Roll Diameter Calculator
Solve outer diameter, core diameter, thickness, or turn count for a wound roll — choose what to find and get results instantly with a live diagram.
Worked examples
Stretch wrap roll before it ships
A packaging line wants to know how large a finished roll of stretch film will be before it's boxed, without waiting for it to come off the winder.
- L
- 1,500 m
- ID
- 76 mm
- t
- 25 µm
≈ 231.4 mm outer diameter, about 3,107 turns
Cable reel read off a turn counter
A winding machine operator has a revolution counter but no way to measure the roll directly, and needs both its outer diameter and the length of cable spooled so far.
- N
- 300 turns
- ID
- 50 mm
- t
- 0.6 mm
≈ 410.0 mm outer diameter, 216.8 m of cable
Wire spool sized before winding
An electrician wants to check whether 100 m of wire will fit within a spool's flange before feeding it onto the arbor, using only the wire gauge and the spool's empty core diameter.
- L
- 100 m
- ID
- 63.5 mm
- t
- 1.5 mm
≈ 441.6 mm outer diameter, about 126 turns
How the formula works
Every wound roll obeys one geometric identity, no matter which quantity you're solving for. Slice the roll straight across and its cross-section is an annulus — an outer circle of diameter OD with a smaller core circle of diameter ID cut out of the middle. Peel that ring apart at one point and pull it flat, and it becomes a long, thin rectangle: one side is the unwound length L, the other is the material's thickness t.
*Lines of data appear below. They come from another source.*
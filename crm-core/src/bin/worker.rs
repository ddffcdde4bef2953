use crm_core::clock::SystemClock;
use crm_core::config::{Config, StoreBackend};
use crm_core::store::PgStore;
use crm_core::worker::TaskReaper;
use dotenv::dotenv;
use std::sync::Arc;
use tokio::signal;
use tracing::{info, warn};

/// Standalone task reaper.
///
/// Useful when the API runs with several replicas and only one process
/// should sweep expired tasks. Only meaningful against Postgres.
#[tokio::main]
async fn main() -> anyhow::Result<()> {
    dotenv().ok();
    crm_core::init_tracing();

    info!("Starting CRM task reaper worker...");

    let config = Config::from_env()?;
    if config.backend != StoreBackend::Postgres {
        warn!("The reaper worker needs STORE_BACKEND=postgres; nothing to do");
        return Ok(());
    }
    let database_url = config
        .database_url
        .as_deref()
        .ok_or_else(|| anyhow::anyhow!("DATABASE_URL must be set"))?;

    let store = PgStore::connect(database_url, config.max_connections).await?;
    store.migrate().await?;

    let reaper = Arc::new(TaskReaper::new(
        Arc::new(store),
        Arc::new(SystemClock),
        config.reaper_interval_seconds,
    ));

    let runner = reaper.clone();
    let handle = tokio::spawn(async move { runner.start().await });

    tokio::select! {
        _ = signal::ctrl_c() => {
            info!("Received Ctrl+C, shutting down gracefully...");
            reaper.stop().await;
        }
        _ = handle => {
            info!("Reaper task completed");
        }
    }

    info!("CRM task reaper worker stopped");
    Ok(())
}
Peeling doesn't create or destroy material, so the annulus's area and the flattened rectangle's area must match. This calculator just rearranges that one equation for whichever variable you've told it to solve, and derives the turn count from the radial buildup divided by twice the thickness.
Frequently asked questions
How is this different from the Roll Length Calculator?
The Roll Length Calculator always solves for length from a fixed set of inputs. This calculator flips that around: pick outer diameter, core diameter, thickness, or turn count as the unknown, and the other quantities become your inputs. It's the same underlying geometry — an annulus that unrolls into a flat strip — just solved in whichever direction matches the number you're actually missing.
When is the core too small for a 'Core Ø' solve?
Given a fixed length and thickness, there's a minimum outer diameter below which no valid, non-negative core diameter exists — physically, that much material simply wouldn't fit onto a roll that small. The calculator works out this minimum outer diameter live as you type and flags an error if your entered outer diameter falls at or below it, so you always know how much room you actually have.
Why isn't the turn count a whole number?
Turn count comes from dividing the total radial buildup — outer radius minus core radius — by the material thickness, which models winding as a smooth, continuous spiral rather than counting discrete wraps. A result like 1,650.4 turns just means the outer layer ends partway through its final revolution; the fractional part reflects that last partial wrap, not a rounding error.
Can I compute outer diameter from a turn counter instead of a measured length?
Yes — switch to "From turns" mode. Many winding machines track revolutions rather than length directly, so if you know the turn count, material thickness, and core diameter, this mode gives you both the outer diameter and the equivalent unwound length without needing to measure the finished roll by hand.
If I switch what I'm solving for, do I lose the numbers I already entered?
No — whichever field was just calculated carries its value forward as an input the moment you switch modes, and every other field keeps whatever you typed. That lets you chain solves: find an outer diameter from a length, then immediately reuse that outer diameter to solve for thickness, without re-entering any shared values.
How big will a cable or wire spool get once I wind on a known length?
Use "Outer Ø" mode with the cable's insulated diameter as the thickness (t), the spool's empty arbor diameter as the core (ID), and the length of cable you plan to wind as L. The result is the finished outer diameter, so you can check it against the spool's flange size before you start winding and avoid overfilling it. The same setup works for any wire, rope, or hose spooled onto a reel.